# Action item
How many lines of these records hold the string "ConfigError"? Reply with the number alone.

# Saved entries

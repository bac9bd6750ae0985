//! Builder tuning knobs

/// Build configuration
#[derive(Clone, Debug)]
pub struct BuildConfig {
    /// Parallel jobs handed to the compile step; 1 disables `--parallel`
    pub jobs: usize,
    /// Leave the work directory in place after a successful run
    pub keep_work_dir: bool,
}

impl Default for BuildConfig {
    fn default() -> Self {
        Self {
            jobs: 1,
            keep_work_dir: false,
        }
    }
}

impl BuildConfig {
    #[must_use]
    pub fn with_jobs(mut self, jobs: usize) -> Self {
        self.jobs = jobs.max(1);
        self
    }

    #[must_use]
    pub fn with_keep_work_dir(mut self, keep: bool) -> Self {
        self.keep_work_dir = keep;
        self
    }
}
#![warn(mismatched_lifetime_syntaxes)]
#![deny(clippy::pedantic, unsafe_code)]
#![allow(clippy::module_name_repetitions)]

//! Error types for cpkg
//!
//! Errors are organized by domain: recipe lifecycle failures live in
//! [`BuildError`], configuration problems in [`ConfigError`], and malformed
//! references, settings or dependency graphs in [`PackageError`]. Every type
//! is `Clone` so it can travel inside events.

use std::borrow::Cow;

use thiserror::Error;

pub mod build;
pub mod config;
pub mod package;

pub use build::BuildError;
pub use config::ConfigError;
pub use package::PackageError;

/// Generic error type for cross-crate boundaries
#[derive(Debug, Clone, Error)]
pub enum Error {
    #[error("build error: {0}")]
    Build(#[from] BuildError),

    #[error("config error: {0}")]
    Config(#[from] ConfigError),

    #[error("package error: {0}")]
    Package(#[from] PackageError),

    #[error("internal error: {0}")]
    Internal(String),

    #[error("I/O error: {message}")]
    Io {
        kind: std::io::ErrorKind,
        message: String,
        path: Option<std::path::PathBuf>,
    },
}

impl Error {
    /// Create an internal error with a message
    pub fn internal(msg: impl Into<String>) -> Self {
        Self::Internal(msg.into())
    }

    /// Create an Io error with an associated path
    pub fn io_with_path(err: &std::io::Error, path: impl Into<std::path::PathBuf>) -> Self {
        Self::Io {
            kind: err.kind(),
            message: err.to_string(),
            path: Some(path.into()),
        }
    }

    /// Lifecycle stage this error aborted, when it came from one
    #[must_use]
    pub fn stage(&self) -> Option<&'static str> {
        match self {
            Error::Build(err) => Some(err.stage()),
            _ => None,
        }
    }
}

impl From<std::io::Error> for Error {
    fn from(err: std::io::Error) -> Self {
        Self::Io {
            kind: err.kind(),
            message: err.to_string(),
            path: None,
        }
    }
}

impl From<serde_json::Error> for Error {
    fn from(err: serde_json::Error) -> Self {
        Self::Internal(format!("JSON error: {err}"))
    }
}

/// Result type alias for cpkg operations
pub type Result<T> = std::result::Result<T, Error>;

/// Minimal interface for rendering user-facing error information without
/// requiring heavyweight envelopes.
pub trait UserFacingError {
    /// Short message suitable for CLI output.
    fn user_message(&self) -> Cow<'_, str>;

    /// Optional remediation hint.
    fn user_hint(&self) -> Option<&'static str> {
        None
    }

    /// Whether retrying the same operation is likely to succeed.
    fn is_retryable(&self) -> bool {
        false
    }

    /// Stable error code for analytics / structured reporting.
    fn user_code(&self) -> Option<&'static str> {
        None
    }
}

impl UserFacingError for Error {
    fn user_message(&self) -> Cow<'_, str> {
        match self {
            Error::Build(err) => err.user_message(),
            Error::Io { message, path, .. } => match path {
                Some(path) => Cow::Owned(format!("{message} ({})", path.display())),
                None => Cow::Borrowed(message.as_str()),
            },
            _ => Cow::Owned(self.to_string()),
        }
    }

    fn user_hint(&self) -> Option<&'static str> {
        match self {
            Error::Build(err) => err.user_hint(),
            Error::Package(err) => err.user_hint(),
            Error::Config(err) => err.user_hint(),
            _ => None,
        }
    }

    fn is_retryable(&self) -> bool {
        match self {
            Error::Build(err) => err.is_retryable(),
            Error::Config(err) => err.is_retryable(),
            Error::Package(err) => err.is_retryable(),
            Error::Internal(_) | Error::Io { .. } => false,
        }
    }

    fn user_code(&self) -> Option<&'static str> {
        match self {
            Error::Build(err) => err.user_code(),
            Error::Config(err) => err.user_code(),
            Error::Package(err) => err.user_code(),
            Error::Internal(_) => Some("error.internal"),
            Error::Io { .. } => Some("error.io"),
        }
    }
}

# Reply to the task
3